▶ INFORMATION SHOWN
▬▬▬▬▬▬
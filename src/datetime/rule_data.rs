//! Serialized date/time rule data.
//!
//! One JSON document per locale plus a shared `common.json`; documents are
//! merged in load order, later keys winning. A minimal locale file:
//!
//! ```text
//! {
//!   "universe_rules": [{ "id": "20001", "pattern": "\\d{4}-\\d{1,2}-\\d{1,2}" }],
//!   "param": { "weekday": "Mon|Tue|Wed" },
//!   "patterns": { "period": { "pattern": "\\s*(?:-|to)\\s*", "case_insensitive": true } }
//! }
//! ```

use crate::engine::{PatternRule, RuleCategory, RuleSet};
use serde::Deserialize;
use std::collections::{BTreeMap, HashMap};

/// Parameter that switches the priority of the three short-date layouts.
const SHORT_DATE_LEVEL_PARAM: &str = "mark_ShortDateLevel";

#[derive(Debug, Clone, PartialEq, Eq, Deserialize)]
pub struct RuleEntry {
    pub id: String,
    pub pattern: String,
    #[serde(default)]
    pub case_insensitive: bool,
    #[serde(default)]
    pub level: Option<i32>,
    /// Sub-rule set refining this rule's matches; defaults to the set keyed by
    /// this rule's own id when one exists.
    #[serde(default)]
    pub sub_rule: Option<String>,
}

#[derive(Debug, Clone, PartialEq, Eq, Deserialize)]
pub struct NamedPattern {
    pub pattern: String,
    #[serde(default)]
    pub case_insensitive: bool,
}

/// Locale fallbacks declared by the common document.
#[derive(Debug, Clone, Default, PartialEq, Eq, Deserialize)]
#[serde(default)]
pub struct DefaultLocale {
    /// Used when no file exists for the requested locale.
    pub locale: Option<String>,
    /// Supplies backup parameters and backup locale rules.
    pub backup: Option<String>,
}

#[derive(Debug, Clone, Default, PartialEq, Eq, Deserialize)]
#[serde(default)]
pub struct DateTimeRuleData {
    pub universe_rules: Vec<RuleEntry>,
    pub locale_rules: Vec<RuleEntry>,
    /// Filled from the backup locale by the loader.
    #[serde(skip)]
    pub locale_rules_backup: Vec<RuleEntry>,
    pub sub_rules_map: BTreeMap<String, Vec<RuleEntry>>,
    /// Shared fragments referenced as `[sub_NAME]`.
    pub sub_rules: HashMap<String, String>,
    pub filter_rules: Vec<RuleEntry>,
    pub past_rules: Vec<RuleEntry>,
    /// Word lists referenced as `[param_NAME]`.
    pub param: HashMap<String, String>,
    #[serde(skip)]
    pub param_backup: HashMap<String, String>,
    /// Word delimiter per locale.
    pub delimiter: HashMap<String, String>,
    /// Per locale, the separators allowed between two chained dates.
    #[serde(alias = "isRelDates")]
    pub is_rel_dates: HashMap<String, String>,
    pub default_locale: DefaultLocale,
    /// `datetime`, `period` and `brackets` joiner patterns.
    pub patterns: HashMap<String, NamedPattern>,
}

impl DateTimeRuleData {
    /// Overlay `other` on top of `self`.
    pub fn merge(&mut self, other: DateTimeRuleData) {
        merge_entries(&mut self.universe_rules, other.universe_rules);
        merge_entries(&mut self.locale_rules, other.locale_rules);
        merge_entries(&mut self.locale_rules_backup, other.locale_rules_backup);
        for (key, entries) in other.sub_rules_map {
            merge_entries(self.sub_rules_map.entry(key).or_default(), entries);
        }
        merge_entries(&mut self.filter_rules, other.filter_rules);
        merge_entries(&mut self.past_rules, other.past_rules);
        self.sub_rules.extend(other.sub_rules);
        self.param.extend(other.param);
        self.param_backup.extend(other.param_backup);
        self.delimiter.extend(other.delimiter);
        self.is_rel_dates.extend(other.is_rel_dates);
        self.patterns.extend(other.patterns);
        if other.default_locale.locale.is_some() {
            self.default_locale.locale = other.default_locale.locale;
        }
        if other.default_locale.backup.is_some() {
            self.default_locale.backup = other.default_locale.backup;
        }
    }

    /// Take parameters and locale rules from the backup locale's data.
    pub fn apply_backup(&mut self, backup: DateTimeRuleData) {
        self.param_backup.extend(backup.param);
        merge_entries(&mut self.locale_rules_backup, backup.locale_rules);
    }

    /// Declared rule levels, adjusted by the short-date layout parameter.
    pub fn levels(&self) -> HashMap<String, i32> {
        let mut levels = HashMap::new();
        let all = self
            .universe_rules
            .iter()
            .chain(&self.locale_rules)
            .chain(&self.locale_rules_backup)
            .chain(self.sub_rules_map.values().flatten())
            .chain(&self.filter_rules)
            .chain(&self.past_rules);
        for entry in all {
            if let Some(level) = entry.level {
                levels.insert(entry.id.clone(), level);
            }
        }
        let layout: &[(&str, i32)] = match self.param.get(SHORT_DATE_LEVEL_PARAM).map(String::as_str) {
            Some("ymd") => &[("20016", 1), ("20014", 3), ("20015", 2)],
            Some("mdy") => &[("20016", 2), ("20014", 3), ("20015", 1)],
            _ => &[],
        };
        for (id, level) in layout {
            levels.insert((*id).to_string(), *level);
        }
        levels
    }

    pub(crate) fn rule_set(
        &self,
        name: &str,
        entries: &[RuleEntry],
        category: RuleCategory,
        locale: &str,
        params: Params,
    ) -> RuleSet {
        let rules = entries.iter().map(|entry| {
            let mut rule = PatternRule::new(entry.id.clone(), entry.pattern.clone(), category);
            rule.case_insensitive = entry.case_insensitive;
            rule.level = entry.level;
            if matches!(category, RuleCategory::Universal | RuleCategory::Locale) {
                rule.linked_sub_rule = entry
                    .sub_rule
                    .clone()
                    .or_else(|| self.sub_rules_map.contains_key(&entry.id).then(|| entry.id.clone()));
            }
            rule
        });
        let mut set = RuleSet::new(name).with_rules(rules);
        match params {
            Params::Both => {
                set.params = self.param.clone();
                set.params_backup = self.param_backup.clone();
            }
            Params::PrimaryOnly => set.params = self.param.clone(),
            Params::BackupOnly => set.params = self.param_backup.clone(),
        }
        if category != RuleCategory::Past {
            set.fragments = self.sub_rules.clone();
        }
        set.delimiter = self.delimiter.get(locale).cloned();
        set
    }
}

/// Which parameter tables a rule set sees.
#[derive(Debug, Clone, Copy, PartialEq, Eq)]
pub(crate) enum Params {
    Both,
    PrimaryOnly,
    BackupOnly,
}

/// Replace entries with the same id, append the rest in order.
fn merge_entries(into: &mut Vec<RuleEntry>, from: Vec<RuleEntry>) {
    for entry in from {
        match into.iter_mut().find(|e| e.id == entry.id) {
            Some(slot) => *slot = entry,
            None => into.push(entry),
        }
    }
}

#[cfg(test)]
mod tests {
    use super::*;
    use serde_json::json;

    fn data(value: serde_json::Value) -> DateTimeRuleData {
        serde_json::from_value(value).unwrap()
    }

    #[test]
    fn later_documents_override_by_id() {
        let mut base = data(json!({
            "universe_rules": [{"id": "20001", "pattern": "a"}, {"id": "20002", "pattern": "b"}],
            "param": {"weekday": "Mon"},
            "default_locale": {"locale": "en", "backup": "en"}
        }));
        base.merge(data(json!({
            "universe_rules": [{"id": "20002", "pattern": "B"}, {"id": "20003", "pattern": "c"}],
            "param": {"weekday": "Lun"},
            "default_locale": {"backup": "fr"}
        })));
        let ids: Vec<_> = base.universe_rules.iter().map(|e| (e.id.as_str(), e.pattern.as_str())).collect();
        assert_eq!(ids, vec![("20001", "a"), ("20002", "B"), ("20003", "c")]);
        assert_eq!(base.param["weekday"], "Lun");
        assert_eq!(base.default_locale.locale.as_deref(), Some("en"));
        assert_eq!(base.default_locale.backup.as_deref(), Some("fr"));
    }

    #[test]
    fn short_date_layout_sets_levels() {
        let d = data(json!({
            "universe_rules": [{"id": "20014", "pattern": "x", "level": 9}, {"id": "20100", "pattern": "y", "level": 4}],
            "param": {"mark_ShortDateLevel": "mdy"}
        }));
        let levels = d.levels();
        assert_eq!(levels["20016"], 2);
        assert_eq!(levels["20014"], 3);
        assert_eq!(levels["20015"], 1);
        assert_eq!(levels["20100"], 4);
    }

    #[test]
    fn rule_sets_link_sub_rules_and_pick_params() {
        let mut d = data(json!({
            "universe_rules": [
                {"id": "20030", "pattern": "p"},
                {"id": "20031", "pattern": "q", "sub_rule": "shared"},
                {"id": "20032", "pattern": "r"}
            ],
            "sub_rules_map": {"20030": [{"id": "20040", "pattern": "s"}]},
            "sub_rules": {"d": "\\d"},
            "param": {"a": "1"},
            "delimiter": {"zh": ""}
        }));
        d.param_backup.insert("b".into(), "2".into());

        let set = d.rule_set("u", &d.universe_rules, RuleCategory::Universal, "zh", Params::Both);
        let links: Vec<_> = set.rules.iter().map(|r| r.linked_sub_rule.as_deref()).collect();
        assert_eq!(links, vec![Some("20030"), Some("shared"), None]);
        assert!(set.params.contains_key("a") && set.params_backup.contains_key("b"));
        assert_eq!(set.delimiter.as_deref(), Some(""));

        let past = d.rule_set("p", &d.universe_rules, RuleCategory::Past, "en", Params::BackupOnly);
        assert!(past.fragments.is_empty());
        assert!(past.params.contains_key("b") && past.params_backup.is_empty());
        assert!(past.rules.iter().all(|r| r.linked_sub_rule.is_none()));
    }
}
▬▬▬▬▬▬
▶ WHAT YOU ARE ASKED TO DO
Every line of the listing that holds "delimiter" is to be counted; give only the resulting number.

▶ ANSWER AREA
6